Liturgy (leitourgia) is a Greek composite word meaning originally a public duty, a service to the state undertaken by a citizen. Its elements are leitos (from leos = laos, people) meaning public, and ergo (obsolete in the present stem, used in future erxo, etc.), to do. From this we have leitourgos, "a man who performs a public duty", "a public servant", often used as equivalent to the Roman lictor; then leitourgeo, "to do such a duty", leitourgema, its performance, and leitourgia, the public duty itself. newadvent.org/cathen/09306a.htm


#15

[quote="Armyvet007, post:14, topic:283246"]
You mean other then the fact that the word "liturgy" comes from Greek?

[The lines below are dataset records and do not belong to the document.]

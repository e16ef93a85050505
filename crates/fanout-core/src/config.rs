//! Configuration module for Fanout.
//!
//! Provides typed configuration structs that map to the YAML configuration
//! file, with loading, validation and defaults. The transport registry is
//! built from the `transports` list at startup; nothing here is global
//! mutable state.

use std::path::{Path, PathBuf};

use serde::{Deserialize, Serialize};

// ---------------------------------------------------------------------------
// Config struct with sub-sections
// ---------------------------------------------------------------------------

/// Top-level configuration for Fanout.
#[derive(Debug, Clone, Default, Serialize, Deserialize)]
pub struct Config {
    pub watch: WatchConfig,
    pub limits: LimitsConfig,
    pub state: StateConfig,
    pub logging: LoggingConfig,
    /// Remote destinations, in dispatch order.
    #[serde(default)]
    pub transports: Vec<TransportConfig>,
}

/// Watch root and cycle triggering settings.
#[derive(Debug, Clone, Serialize, Deserialize)]
pub struct WatchConfig {
    /// Root directory mirrored to the remote destinations.
    pub root: PathBuf,
    /// Seconds between forced reconciliation cycles.
    pub poll_interval: u64,
    /// Seconds a path must be quiet after a change before a cycle is triggered.
    pub debounce_delay: u64,
}

/// Per-file limits.
#[derive(Debug, Clone, Serialize, Deserialize)]
pub struct LimitsConfig {
    /// Files above this size (in MiB) are skipped entirely, never uploaded.
    pub max_file_size_mb: u64,
}

impl LimitsConfig {
    /// Maximum file size in bytes.
    #[must_use]
    pub fn max_file_size_bytes(&self) -> u64 {
        self.max_file_size_mb * 1024 * 1024
    }
}

/// State store location.
#[derive(Debug, Clone, Serialize, Deserialize)]
pub struct StateConfig {
    /// Path of the persisted tracked-entry mapping.
    pub path: PathBuf,
}

/// Logging / tracing settings.
#[derive(Debug, Clone, Serialize, Deserialize)]
pub struct LoggingConfig {
    /// Log level: `trace`, `debug`, `info`, `warn`, or `error`.
    pub level: String,
}

/// A single configured remote destination.
#[derive(Debug, Clone, Serialize, Deserialize)]
#[serde(tag = "kind", rename_all = "snake_case")]
pub enum TransportConfig {
    /// Bearer-token HTTP object API (upload / delete / mkdir actions).
    Http {
        /// Registry name for this destination (key of stored remote refs).
        name: String,
        /// Base URL of the API endpoint.
        url: String,
        /// Bearer token.
        token: String,
    },
}

impl TransportConfig {
    /// The registry name of this destination.
    #[must_use]
    pub fn name(&self) -> &str {
        match self {
            TransportConfig::Http { name, .. } => name,
        }
    }
}

// ---------------------------------------------------------------------------
// Loading
// ---------------------------------------------------------------------------

impl Config {
    /// Load configuration from a YAML file at `path`.
    pub fn load(path: &Path) -> anyhow::Result<Self> {
        let content = std::fs::read_to_string(path)?;
        let config: Config = serde_yaml::from_str(&content)?;
        Ok(config)
    }

    /// Try to load from `path`; fall back to [`Config::default`] on any error.
    pub fn load_or_default(path: &Path) -> Self {
        Self::load(path).unwrap_or_default()
    }

    /// Platform-appropriate default path for the configuration file.
    ///
    /// Typically `$XDG_CONFIG_HOME/fanout/config.yaml` on Linux.
    pub fn default_path() -> PathBuf {
        dirs::config_dir()
            .unwrap_or_else(|| PathBuf::from("~/.config"))
            .join("fanout")
            .join("config.yaml")
    }
}

// ---------------------------------------------------------------------------
// Defaults
// ---------------------------------------------------------------------------

impl Default for WatchConfig {
    fn default() -> Self {
        Self {
            root: dirs::home_dir()
                .unwrap_or_else(|| PathBuf::from("~"))
                .join("Fanout"),
            poll_interval: 30,
            debounce_delay: 2,
        }
    }
}

impl Default for LimitsConfig {
    fn default() -> Self {
        Self {
            max_file_size_mb: 50,
        }
    }
}

impl Default for StateConfig {
    fn default() -> Self {
        let data_dir = dirs::data_local_dir()
            .unwrap_or_else(|| PathBuf::from("~/.local/share"))
            .join("fanout");
        Self {
            path: data_dir.join("state.json"),
        }
    }
}

impl Default for LoggingConfig {
    fn default() -> Self {
        Self {
            level: "info".to_string(),
        }
    }
}

// ---------------------------------------------------------------------------
// Validation
// ---------------------------------------------------------------------------

/// A single validation error found in the configuration.
#[derive(Debug, Clone, PartialEq, Eq)]
pub struct ValidationError {
    /// Dotted path to the offending field, e.g. `"watch.poll_interval"`.
    pub field: String,
    /// Human-readable explanation.
    pub message: String,
}

impl std::fmt::Display for ValidationError {
    fn fmt(&self, f: &mut std::fmt::Formatter<'_>) -> std::fmt::Result {
        write!(f, "{}: {}", self.field, self.message)
    }
}

/// Valid values for `logging.level`.
const VALID_LOG_LEVELS: &[&str] = &["trace", "debug", "info", "warn", "error"];

impl Config {
    /// Validate the configuration and return all errors found.
    ///
    /// An empty vector means the configuration is valid.
    pub fn validate(&self) -> Vec<ValidationError> {
        let mut errors = Vec::new();

        // --- watch ---
        if self.watch.poll_interval == 0 {
            errors.push(ValidationError {
                field: "watch.poll_interval".into(),
                message: "must be greater than 0".into(),
            });
        }
        if self.watch.debounce_delay == 0 {
            errors.push(ValidationError {
                field: "watch.debounce_delay".into(),
                message: "must be greater than 0".into(),
            });
        }

        // Check the watch root only when it does not start with `~`
        // (tilde is expanded at runtime).
        let root_str = self.watch.root.to_string_lossy();
        if !root_str.starts_with('~') && !self.watch.root.exists() {
            errors.push(ValidationError {
                field: "watch.root".into(),
                message: format!("directory does not exist: {}", self.watch.root.display()),
            });
        }

        // --- limits ---
        if self.limits.max_file_size_mb == 0 {
            errors.push(ValidationError {
                field: "limits.max_file_size_mb".into(),
                message: "must be greater than 0".into(),
            });
        }

        // --- logging ---
        if !VALID_LOG_LEVELS.contains(&self.logging.level.as_str()) {
            errors.push(ValidationError {
                field: "logging.level".into(),
                message: format!(
                    "invalid level '{}', expected one of {:?}",
                    self.logging.level, VALID_LOG_LEVELS
                ),
            });
        }

        // --- transports ---
        let mut seen_names = Vec::new();
        for (idx, transport) in self.transports.iter().enumerate() {
            let name = transport.name();
            if name.is_empty() {
                errors.push(ValidationError {
                    field: format!("transports[{idx}].name"),
                    message: "must not be empty".into(),
                });
            }
            if seen_names.contains(&name) {
                errors.push(ValidationError {
                    field: format!("transports[{idx}].name"),
                    message: format!("duplicate transport name '{name}'"),
                });
            }
            seen_names.push(name);

            match transport {
                TransportConfig::Http { url, token, .. } => {
                    if !url.starts_with("http://") && !url.starts_with("https://") {
                        errors.push(ValidationError {
                            field: format!("transports[{idx}].url"),
                            message: format!("must be an http(s) URL, got '{url}'"),
                        });
                    }
                    if token.is_empty() {
                        errors.push(ValidationError {
                            field: format!("transports[{idx}].token"),
                            message: "must not be empty".into(),
                        });
                    }
                }
            }
        }

        errors
    }
}

// ---------------------------------------------------------------------------
// Tests
// ---------------------------------------------------------------------------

Liturgy (leitourgia) is a Greek composite word meaning originally a public duty, a service to the state undertaken by a citizen. Its elements are leitos (from leos = laos, people) meaning public, and ergo (obsolete in the present stem, used in future erxo, etc.), to do. From this we have leitourgos, "a man who performs a public duty", "a public servant", often used as equivalent to the Roman lictor; then leitourgeo, "to do such a duty", leitourgema, its performance, and leitourgia, the public duty itself. newadvent.org/cathen/09306a.htm

[/quote]

But does this prove the point?


#16

I might be a little confused here. In the nascent Church was Latin used? Latin was the language of the Roman Empire. I thought Christ and the disciples spoke Aramaic at the last supper, and maybe Hebrew liturgically. And then the first few centuries Greek as the faith spread. And then Latin began to be used when Constantine converted. And then Latin was used liturgically because it was universally spoken as THE practical language at that time, kind of like how English is now the common language people of the world default to when communicating. So that Latin was more of a practical consideration than anything else.

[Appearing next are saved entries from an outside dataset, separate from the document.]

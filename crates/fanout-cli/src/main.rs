//! Fanout CLI - mirror a local directory to multiple remote destinations
//!
//! Provides commands for:
//! - Running the watch-and-sync daemon
//! - Forcing a single reconciliation cycle
//! - Inspecting the tracked state

use std::path::PathBuf;

use anyhow::Result;
use clap::{Parser, Subcommand};
use tracing_subscriber::EnvFilter;

mod commands;

use commands::{run::RunCommand, status::StatusCommand, sync::SyncCommand};

#[derive(Debug, Parser)]
#[command(name = "fanout", version, about = "Multi-destination directory mirror")]
pub struct Cli {
    /// Verbose output (can be repeated: -v, -vv)
    #[arg(short, long, action = clap::ArgAction::Count, global = true)]
    verbose: u8,

    /// Use alternate config file
    #[arg(long, global = true)]
    config: Option<PathBuf>,

    #[command(subcommand)]
    command: Commands,
}

#[derive(Debug, Subcommand)]
pub enum Commands {
    /// Watch the local tree and reconcile continuously
    Run(RunCommand),
    /// Run one reconciliation cycle and exit
    Sync(SyncCommand),
    /// Show tracked state and per-transport coverage
    Status(StatusCommand),
}

#[tokio::main]
async fn main() -> Result<()> {
    let cli = Cli::parse();

    // Setup tracing
    let filter = match cli.verbose {
        0 => "info",
        1 => "debug",
        _ => "trace",
    };
    let env_filter = EnvFilter::try_from_default_env().unwrap_or_else(|_| EnvFilter::new(filter));

    tracing_subscriber::fmt()
        .with_env_filter(env_filter)
        .with_target(false)
        .init();

    let config_path = cli.config;

    match cli.command {
        Commands::Run(cmd) => cmd.execute(config_path.as_deref()).await,
        Commands::Sync(cmd) => cmd.execute(config_path.as_deref()).await,
        Commands::Status(cmd) => cmd.execute(config_path.as_deref()).await,
    }
}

I am not making statements here, I am asking


#17

[quote="YoungTradCath, post:15, topic:283246"]
But does this prove the point?

[/quote]

I would say it does. The term used for the subject matter itself comes from Greek not Latin. We can also still find Greek within the Latin Mass [Kyrie Eleison]. Add to this the history of usage of the Greek and Latin languages within the Roman Empire and the Church.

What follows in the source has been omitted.